Simply White and Alabaster are both the perfect warm white paint colors, but Simply White is lighter, whereas Alabaster is creamier.

Picking the right white paint color for your space often turns out to be more complicated than it may have seemed at first.

For instance, while Simply White by Benjamin Moore and Alabaster by Sherwin Williams are both extremely popular warm white shades, they differ when it comes to their undertones and LRVs. Hence, they will not always work in the same spaces.

Picking the right white paint color

Choosing your paint colors and color palette is always one of the most important steps in any design process. But that does not mean that this step is easy.

Adding a white paint color into your palette is a great way to bring balance to the space, but choosing the right white paint color is much more complicated than it may seem.

White paint colors, just like any other shade, have a combination of undertones and also come in varying degrees of brightness, which means that not every white paint color will work for every space.

Simply White vs Alabaster

Many homeowners choose to go with a white paint color because they think that this is a safe and easy choice. And, while white paint colors can certainly create a timeless, classic design, not all white paint colors are made equally.

Simply White by Benjamin Moore and Alabaster by Sherwin Williams are both incredibly popular off-white paint colors which are preferred by designers and DIY-enthusiasts because of their versatility and flexibility.

However, even though these two shades may appear very similar on a swatch or in a tin, you will notice pretty quickly that when you place them right next to each other, they are actually very different beneath the surface:

Simply White – Benjamin Moore
(OC-117)
Alabaster – Sherwin Williams
(SW7 7008)

Simply White and Alabaster are both best-selling shades (Alabaster was even named the Sherwin Williams Color of the Month in April 2022).

However, Simply White is a much softer warm white than Alabaster, which makes them suited to entirely disparate projects.

Simply White is also slightly lighter, which is why it will be the better choice if you are looking for that perfect almost-white shade with just a little bit of warmth.

Whereas Alabaster is usually the better choice if you need a shade that leans into its creaminess, but is still not overly yellow or dark.

Neither of these colors will be the right choice if you are looking for a stark white or a color to pair with stark white trim and appliances.

Comparing Simply White and Alabaster’s LRVs

The LRV (Light Reflectance Value) of a color indicates how much visible light the color reflects.
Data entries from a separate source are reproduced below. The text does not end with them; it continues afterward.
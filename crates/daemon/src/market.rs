//! Market data boundary.
//!
//! Subsystems read one consistent `MarketData` value per cycle. Feed
//! ingestion is out of process; whatever writes prices goes through
//! `SharedMarketData`.

use std::collections::BTreeMap;
use std::sync::Arc;

use async_trait::async_trait;
use chrono::{DateTime, Utc};
use parking_lot::RwLock;
use rust_decimal::Decimal;

use tranche_common::error::{PoolError, PoolResult};
use tranche_common::types::{MarketData, PricePoint, PriceScenario};

/// Points kept per asset in the rolling history.
pub const MAX_HISTORY_POINTS: usize = 1_440;

#[async_trait]
pub trait MarketDataSource: Send + Sync {
    /// Latest validated market inputs.
    async fn latest(&self) -> PoolResult<MarketData>;
}

/// In-process market data store shared between the feed writer and the daemon.
#[derive(Debug, Clone, Default)]
pub struct SharedMarketData {
    inner: Arc<RwLock<MarketData>>,
}

impl SharedMarketData {
    pub fn new(initial: MarketData) -> Self {
        Self {
            inner: Arc::new(RwLock::new(initial)),
        }
    }

    /// Record a new observation for `asset`, appending it to the rolling history.
    pub fn set_price(
        &self,
        asset: &str,
        price: Decimal,
        at: DateTime<Utc>,
    ) -> PoolResult<()> {
        if price <= Decimal::ZERO {
            return Err(PoolError::Validation(format!(
                "price for {} must be positive, got {}",
                asset, price
            )));
        }
        let mut data = self.inner.write();
        let series = data.history.entry(asset.to_string()).or_default();
        if series.last().is_some_and(|p| p.timestamp > at) {
            return Err(PoolError::Validation(format!(
                "out-of-order observation for {} at {}",
                asset, at
            )));
        }
        series.push(PricePoint {
            timestamp: at,
            price,
        });
        if series.len() > MAX_HISTORY_POINTS {
            let excess = series.len() - MAX_HISTORY_POINTS;
            series.drain(..excess);
        }
        data.prices.insert(asset.to_string(), price);
        data.updated_at = Some(at);
        Ok(())
    }

    pub fn set_float_volatility(&self, volatility: f64) {
        self.inner.write().float_volatility = volatility;
    }

    pub fn set_scenarios(&self, scenarios: Vec<PriceScenario>) {
        self.inner.write().scenarios = scenarios;
    }

    pub fn replace(&self, data: MarketData) {
        *self.inner.write() = data;
    }

    pub fn prices(&self) -> BTreeMap<String, Decimal> {
        self.inner.read().prices.clone()
    }
}

#[async_trait]
impl MarketDataSource for SharedMarketData {
    async fn latest(&self) -> PoolResult<MarketData> {
        let data = self.inner.read().clone();
        if data.float_asset.is_empty() {
            return Err(PoolError::Config("market data has no float asset".to_string()));
        }
        Ok(data)
    }
}

#[cfg(test)]
mod tests {
    use super::*;
    use chrono::Duration;
    use rust_decimal_macros::dec;

    fn store() -> SharedMarketData {
        SharedMarketData::new(MarketData {
            float_asset: "ETH".to_string(),
            ..MarketData::default()
        })
    }

    #[tokio::test]
    async fn test_set_price_updates_latest_and_history() {
        let market = store();
        let now = Utc::now();
        market.set_price("ETH", dec!(2000), now).unwrap();
        market.set_price("ETH", dec!(2010), now + Duration::seconds(1)).unwrap();

        let data = market.latest().await.unwrap();
        assert_eq!(data.float_price(), Some(dec!(2010)));
        assert_eq!(data.history["ETH"].len(), 2);
        assert_eq!(data.updated_at, Some(now + Duration::seconds(1)));
    }

    #[test]
    fn test_rejects_bad_observations() {
        let market = store();
        let now = Utc::now();
        assert!(market.set_price("ETH", Decimal::ZERO, now).is_err());
        market.set_price("ETH", dec!(2000), now).unwrap();
        assert!(market.set_price("ETH", dec!(1990), now - Duration::seconds(5)).is_err());
    }

    #[test]
    fn test_history_is_bounded() {
        let market = store();
        let start = Utc::now();
        for i in 0..(MAX_HISTORY_POINTS + 10) {
            market
                .set_price("BTC", dec!(30000), start + Duration::seconds(i as i64))
                .unwrap();
        }
        assert_eq!(market.inner.read().history["BTC"].len(), MAX_HISTORY_POINTS);
    }

    #[tokio::test]
    async fn test_missing_float_asset_is_config_error() {
        let market = SharedMarketData::default();
        assert!(matches!(market.latest().await, Err(PoolError::Config(_))));
    }
}
use rust_decimal::Decimal;
use thiserror::Error;
use uuid::Uuid;

use crate::types::Subsystem;

/// Error taxonomy shared by the collateral manager, the risk engine and the daemon.
#[derive(Debug, Clone, PartialEq, Error)]
pub enum PoolError {
    #[error("Capacity exceeded: post-allocation LTV {requested_ltv} > ceiling {max_ltv}")]
    CapacityExceeded {
        requested_ltv: Decimal,
        max_ltv: Decimal,
    },

    #[error("Insolvent: loss {loss} exceeds available capital {available}")]
    Insolvent { loss: Decimal, available: Decimal },

    #[error("Stale price data for {asset}: {age_secs}s old")]
    StaleData { asset: String, age_secs: i64 },

    #[error("{subsystem} cycle failed: {message}")]
    SubsystemCycle {
        subsystem: Subsystem,
        message: String,
    },

    #[error("Apply conflict: {0}")]
    ApplyConflict(String),

    #[error("Emergency shutdown active: {0}")]
    EmergencyShutdown(String),

    #[error("Policy not found: {0}")]
    PolicyNotFound(Uuid),

    #[error("Policy {0} is not active")]
    PolicyNotActive(Uuid),

    #[error("Tranche not found: {0}")]
    TrancheNotFound(String),

    #[error("Insufficient funds: requested {requested}, available {available}")]
    InsufficientFunds {
        requested: Decimal,
        available: Decimal,
    },

    #[error("Ledger error: {0}")]
    Ledger(String),

    #[error("Invalid state transition: {0}")]
    InvalidTransition(String),

    #[error("Invariant violation: {0}")]
    InvariantViolation(String),

    #[error("Validation error: {0}")]
    Validation(String),

    #[error("Configuration error: {0}")]
    Config(String),
}

impl PoolError {
    /// Whether the error marks a pool-level fatal condition.
    pub fn is_fatal(&self) -> bool {
        matches!(
            self,
            PoolError::Insolvent { .. } | PoolError::InvariantViolation(_)
        )
    }
}

pub type PoolResult<T> = Result<T, PoolError>;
The higher the LRV (or the closer to 100, which is pure white), the more light is reflected and the lighter that color is.

Simply White has an LRV of 89.52, which is quite a few steps lighter than Alabaster’s LRV of 82.
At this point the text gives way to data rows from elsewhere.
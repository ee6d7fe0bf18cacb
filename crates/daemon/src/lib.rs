pub mod market;
pub mod metrics;
pub mod orchestrator;
pub mod processor;
pub mod publisher;
pub mod seed;

pub use orchestrator::{DaemonHandle, DaemonState, Orchestrator};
This is why, even though Simply White and Alabaster can technically both be classified as white paint shades, Simply White usually gives a much cleaner, crisper look.

Comparing Simply White and Alabaster’s undertones

Alabaster’s slightly lower LRV is not the only thing that makes this color appear creamier than Simply White.
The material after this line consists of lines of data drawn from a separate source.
//! Tranche arbitrage: detect capital sitting in the wrong tranches.
//!
//! A tranche that holds more than its target weight while under-delivering on
//! its target yield is a seller; one that holds less than its target weight
//! while over-delivering is a buyer. Each (seller, buyer) pair whose realized
//! yield spread clears the configured minimum becomes an opportunity.

use std::cmp::Ordering;

use rust_decimal::Decimal;
use rust_decimal::prelude::ToPrimitive;
use serde::{Deserialize, Serialize};

use tranche_collateral::PoolSnapshot;
use tranche_collateral::pool::{BPS_DENOMINATOR, Tranche};
use tranche_common::config::ArbitrageConfig;
use tranche_common::types::ArbitrageOpportunity;

const SECS_PER_DAY: i64 = 86_400;

/// Per-tranche performance as seen by the arbitrage engine.
#[derive(Debug, Clone, PartialEq, Serialize, Deserialize)]
pub struct TrancheYield {
    pub tranche_id: String,
    pub realized_bps: Decimal,
    /// Realized minus target yield
    pub deviation_bps: Decimal,
    pub weight_bps: Decimal,
    /// Current weight minus target weight; positive means over-allocated
    pub weight_gap_bps: Decimal,
    pub capital: Decimal,
    pub confidence: f64,
}

/// Realized yield and weight for every funded tranche, most senior first.
pub fn tranche_yields(snapshot: &PoolSnapshot, config: &ArbitrageConfig) -> Vec<TrancheYield> {
    let pool = &snapshot.pool;
    pool.virtual_tranches
        .iter()
        .filter(|t| t.allocated_capital > Decimal::ZERO)
        .map(|t| {
            let realized_bps = (t.accumulated_yields - t.accumulated_losses) / t.allocated_capital
                * BPS_DENOMINATOR
                * annualization(t, snapshot, config);
            let weight_bps = pool.weight_bps(t);
            TrancheYield {
                tranche_id: t.tranche_id.clone(),
                realized_bps,
                deviation_bps: realized_bps - t.target_yield_bps,
                weight_bps,
                weight_gap_bps: weight_bps - t.target_weight_bps,
                capital: t.allocated_capital,
                confidence: confidence(t, snapshot, config),
            }
        })
        .collect()
}

/// Scale lifetime net yield to one year.
///
/// The record spans inception to the snapshot, never less than
/// `observation_days` so a young tranche's first premium is not blown up.
fn annualization(tranche: &Tranche, snapshot: &PoolSnapshot, config: &ArbitrageConfig) -> Decimal {
    let lived_secs = (snapshot.taken_at - tranche.inception_at).num_seconds().max(0);
    let window_secs = lived_secs.max(i64::from(config.observation_days) * SECS_PER_DAY);
    if window_secs == 0 {
        return Decimal::ONE;
    }
    Decimal::from(365 * SECS_PER_DAY) / Decimal::from(window_secs)
}

/// Recency factor (halves every half-life of inactivity) times sample factor `n / (n + k)`.
fn confidence(tranche: &Tranche, snapshot: &PoolSnapshot, config: &ArbitrageConfig) -> f64 {
    let Some(last) = tranche.last_activity_at else {
        return 0.0;
    };
    let age_hours = (snapshot.taken_at - last).num_seconds().max(0) as f64 / 3600.0;
    let recency = if config.recency_half_life_hours > 0.0 {
        0.5f64.powf(age_hours / config.recency_half_life_hours)
    } else {
        1.0
    };
    let n = tranche.event_count as f64;
    let sample = if n + config.sample_saturation > 0.0 {
        n / (n + config.sample_saturation)
    } else {
        0.0
    };
    (recency * sample).clamp(0.0, 1.0)
}

pub fn find_arbitrage_opportunities(
    snapshot: &PoolSnapshot,
    config: &ArbitrageConfig,
) -> Vec<ArbitrageOpportunity> {
    if snapshot.halted {
        return Vec::new();
    }
    let pool = &snapshot.pool;
    let total = pool.total_capital_usd;
    let yields = tranche_yields(snapshot, config);

    let sellers = yields
        .iter()
        .filter(|y| y.weight_gap_bps > Decimal::ZERO && y.deviation_bps < Decimal::ZERO);
    let mut opportunities = Vec::new();

    for sell in sellers {
        let buyers = yields
            .iter()
            .filter(|y| y.weight_gap_bps < Decimal::ZERO && y.deviation_bps > Decimal::ZERO);
        for buy in buyers {
            let spread = buy.realized_bps - sell.realized_bps;
            if spread < config.min_spread_bps {
                continue;
            }
            let Some(buy_tranche) = pool.tranche(&buy.tranche_id) else {
                continue;
            };

            let excess = sell.weight_gap_bps * total / BPS_DENOMINATOR;
            let deficit = -buy.weight_gap_bps * total / BPS_DENOMINATOR;
            let headroom =
                buy_tranche.max_weight_bps * total / BPS_DENOMINATOR - buy_tranche.allocated_capital;
            let amount = excess.min(deficit).min(headroom).min(sell.capital);
            if amount <= Decimal::ZERO {
                continue;
            }

            let confidence = sell.confidence.min(buy.confidence);
            if confidence < config.min_confidence {
                continue;
            }

            opportunities.push(ArbitrageOpportunity {
                buy_tranche: buy.tranche_id.clone(),
                sell_tranche: sell.tranche_id.clone(),
                amount,
                yield_spread_bps: spread,
                expected_profit: amount * spread / BPS_DENOMINATOR,
                confidence,
                pool_version: snapshot.version,
            });
        }
    }

    opportunities.sort_by(|a, b| {
        b.expected_profit
            .cmp(&a.expected_profit)
            .then_with(|| {
                b.confidence
                    .partial_cmp(&a.confidence)
                    .unwrap_or(Ordering::Equal)
            })
            .then_with(|| a.sell_tranche.cmp(&b.sell_tranche))
            .then_with(|| a.buy_tranche.cmp(&b.buy_tranche))
    });
    opportunities
}

/// Expected profit as `f64`, for logging.
pub fn profit_f64(opportunity: &ArbitrageOpportunity) -> f64 {
    opportunity.expected_profit.to_f64().unwrap_or(0.0)
}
Alabaster and Simply White are both warm white paint colors, which get their warmth from their subtle yellow undertones. But Simply White’s yellow undertones are much softer than Alabaster’s.

Although Alabaster is still not an overtly cream color, these more noticeable yellow undertones are what can make the color appear creamier than Simply White, and even almost muddy in some lighting situations.

The best way to pick between the two

While comparing Alabaster and Simply White on paper can help you understand the nuances of each shade, there are many things that can influence the way that a color looks in your space.

This is why creating your own large non-permanent paint sample swatches is the absolute best, surefire way to determine whether Simply White or Alabaster is the better choice for your space. To do this, you need to:

  • Purchase a paint sample of each shade
  • Use these paint samples to paint large foam boards to use as sample swatches (remember to mark which boards are painted in which color and give each board at least three coats)
  • Place these boards all around the space at different heights and angles. Also make sure that you get both shady and sunny spots
  • Observe the swatches over the course of a few days to determine which color you prefer.